Work order:
Copy every record exactly as it appears in the data below.

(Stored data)
::::
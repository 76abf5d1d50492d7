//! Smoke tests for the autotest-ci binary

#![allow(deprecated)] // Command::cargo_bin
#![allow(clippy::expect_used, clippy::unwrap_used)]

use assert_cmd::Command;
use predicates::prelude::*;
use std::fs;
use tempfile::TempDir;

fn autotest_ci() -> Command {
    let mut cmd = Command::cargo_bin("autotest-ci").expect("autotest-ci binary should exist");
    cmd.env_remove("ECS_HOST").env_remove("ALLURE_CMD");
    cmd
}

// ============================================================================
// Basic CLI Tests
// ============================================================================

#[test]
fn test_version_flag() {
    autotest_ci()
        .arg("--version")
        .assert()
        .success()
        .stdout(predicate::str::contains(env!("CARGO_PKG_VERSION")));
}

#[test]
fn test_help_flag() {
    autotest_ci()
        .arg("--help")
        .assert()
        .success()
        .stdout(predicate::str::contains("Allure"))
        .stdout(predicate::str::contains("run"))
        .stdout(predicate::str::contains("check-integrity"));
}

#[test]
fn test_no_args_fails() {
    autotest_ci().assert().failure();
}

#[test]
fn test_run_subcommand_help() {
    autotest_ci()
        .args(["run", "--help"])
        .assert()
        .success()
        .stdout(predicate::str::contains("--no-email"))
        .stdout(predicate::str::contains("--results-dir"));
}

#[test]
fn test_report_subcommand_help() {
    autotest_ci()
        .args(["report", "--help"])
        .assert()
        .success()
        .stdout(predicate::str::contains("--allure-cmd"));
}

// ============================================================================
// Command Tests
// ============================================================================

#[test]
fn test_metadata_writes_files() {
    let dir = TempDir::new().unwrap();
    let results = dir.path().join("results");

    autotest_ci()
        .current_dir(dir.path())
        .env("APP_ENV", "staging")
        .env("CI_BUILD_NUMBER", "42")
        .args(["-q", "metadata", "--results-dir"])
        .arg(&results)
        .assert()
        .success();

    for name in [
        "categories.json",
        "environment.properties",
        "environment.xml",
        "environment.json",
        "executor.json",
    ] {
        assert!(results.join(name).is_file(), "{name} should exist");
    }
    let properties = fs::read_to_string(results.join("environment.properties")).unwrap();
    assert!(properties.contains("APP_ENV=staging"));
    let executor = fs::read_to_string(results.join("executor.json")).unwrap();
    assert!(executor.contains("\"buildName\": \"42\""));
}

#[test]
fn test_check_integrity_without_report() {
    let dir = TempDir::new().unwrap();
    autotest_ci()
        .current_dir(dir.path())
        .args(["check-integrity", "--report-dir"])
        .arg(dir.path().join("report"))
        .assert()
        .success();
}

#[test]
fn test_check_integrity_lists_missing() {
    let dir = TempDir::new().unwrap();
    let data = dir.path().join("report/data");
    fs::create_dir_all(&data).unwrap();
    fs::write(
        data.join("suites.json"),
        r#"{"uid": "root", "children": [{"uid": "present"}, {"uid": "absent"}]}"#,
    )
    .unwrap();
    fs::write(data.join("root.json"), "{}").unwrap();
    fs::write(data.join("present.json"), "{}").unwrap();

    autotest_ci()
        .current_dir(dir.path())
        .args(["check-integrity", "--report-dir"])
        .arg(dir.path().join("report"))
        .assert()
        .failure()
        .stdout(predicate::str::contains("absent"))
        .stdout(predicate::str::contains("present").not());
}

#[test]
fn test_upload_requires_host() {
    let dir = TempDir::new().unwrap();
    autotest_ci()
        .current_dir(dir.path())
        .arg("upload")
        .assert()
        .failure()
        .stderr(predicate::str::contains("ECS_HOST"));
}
::::
Final answer:
repository 76abf5d1d50492d7
//! Smoke tests for the autotest-ci binary

#![allow(deprecated)] // Command::cargo_bin
#![allow(clippy::expect_used, clippy::unwrap_used)]

use assert_cmd::Command;
use predicates::prelude::*;
use std::fs;
use tempfile::TempDir;

fn autotest_ci() -> Command {
    let mut cmd = Command::cargo_bin("autotest-ci").expect("autotest-ci binary should exist");
    cmd.env_remove("ECS_HOST").env_remove("ALLURE_CMD");
    cmd
}

// ============================================================================
// Basic CLI Tests
// ============================================================================

#[test]
fn test_version_flag() {
    autotest_ci()
        .arg("--version")
        .assert()
        .success()
        .stdout(predicate::str::contains(env!("CARGO_PKG_VERSION")));
}

#[test]
fn test_help_flag() {
    autotest_ci()
        .arg("--help")
        .assert()
        .success()
        .stdout(predicate::str::contains("Allure"))
        .stdout(predicate::str::contains("run"))
        .stdout(predicate::str::contains("check-integrity"));
}

#[test]
fn test_no_args_fails() {
    autotest_ci().assert().failure();
}

#[test]
fn test_run_subcommand_help() {
    autotest_ci()
        .args(["run", "--help"])
        .assert()
        .success()
        .stdout(predicate::str::contains("--no-email"))
        .stdout(predicate::str::contains("--results-dir"));
}

#[test]
fn test_report_subcommand_help() {
    autotest_ci()
        .args(["report", "--help"])
        .assert()
        .success()
        .stdout(predicate::str::contains("--allure-cmd"));
}

// ============================================================================
// Command Tests
// ============================================================================

#[test]
fn test_metadata_writes_files() {
    let dir = TempDir::new().unwrap();
    let results = dir.path().join("results");

    autotest_ci()
        .current_dir(dir.path())
        .env("APP_ENV", "staging")
        .env("CI_BUILD_NUMBER", "42")
        .args(["-q", "metadata", "--results-dir"])
        .arg(&results)
        .assert()
        .success();

    for name in [
        "categories.json",
        "environment.properties",
        "environment.xml",
        "environment.json",
        "executor.json",
    ] {
        assert!(results.join(name).is_file(), "{name} should exist");
    }
    let properties = fs::read_to_string(results.join("environment.properties")).unwrap();
    assert!(properties.contains("APP_ENV=staging"));
    let executor = fs::read_to_string(results.join("executor.json")).unwrap();
    assert!(executor.contains("\"buildName\": \"42\""));
}

#[test]
fn test_check_integrity_without_report() {
    let dir = TempDir::new().unwrap();
    autotest_ci()
        .current_dir(dir.path())
        .args(["check-integrity", "--report-dir"])
        .arg(dir.path().join("report"))
        .assert()
        .success();
}

#[test]
fn test_check_integrity_lists_missing() {
    let dir = TempDir::new().unwrap();
    let data = dir.path().join("report/data");
    fs::create_dir_all(&data).unwrap();
    fs::write(
        data.join("suites.json"),
        r#"{"uid": "root", "children": [{"uid": "present"}, {"uid": "absent"}]}"#,
    )
    .unwrap();
    fs::write(data.join("root.json"), "{}").unwrap();
    fs::write(data.join("present.json"), "{}").unwrap();

    autotest_ci()
        .current_dir(dir.path())
        .args(["check-integrity", "--report-dir"])
        .arg(dir.path().join("report"))
        .assert()
        .failure()
        .stdout(predicate::str::contains("absent"))
        .stdout(predicate::str::contains("present").not());
}

#[test]
fn test_upload_requires_host() {
    let dir = TempDir::new().unwrap();
    autotest_ci()
        .current_dir(dir.path())
        .arg("upload")
        .assert()
        .failure()
        .stderr(predicate::str::contains("ECS_HOST"));
}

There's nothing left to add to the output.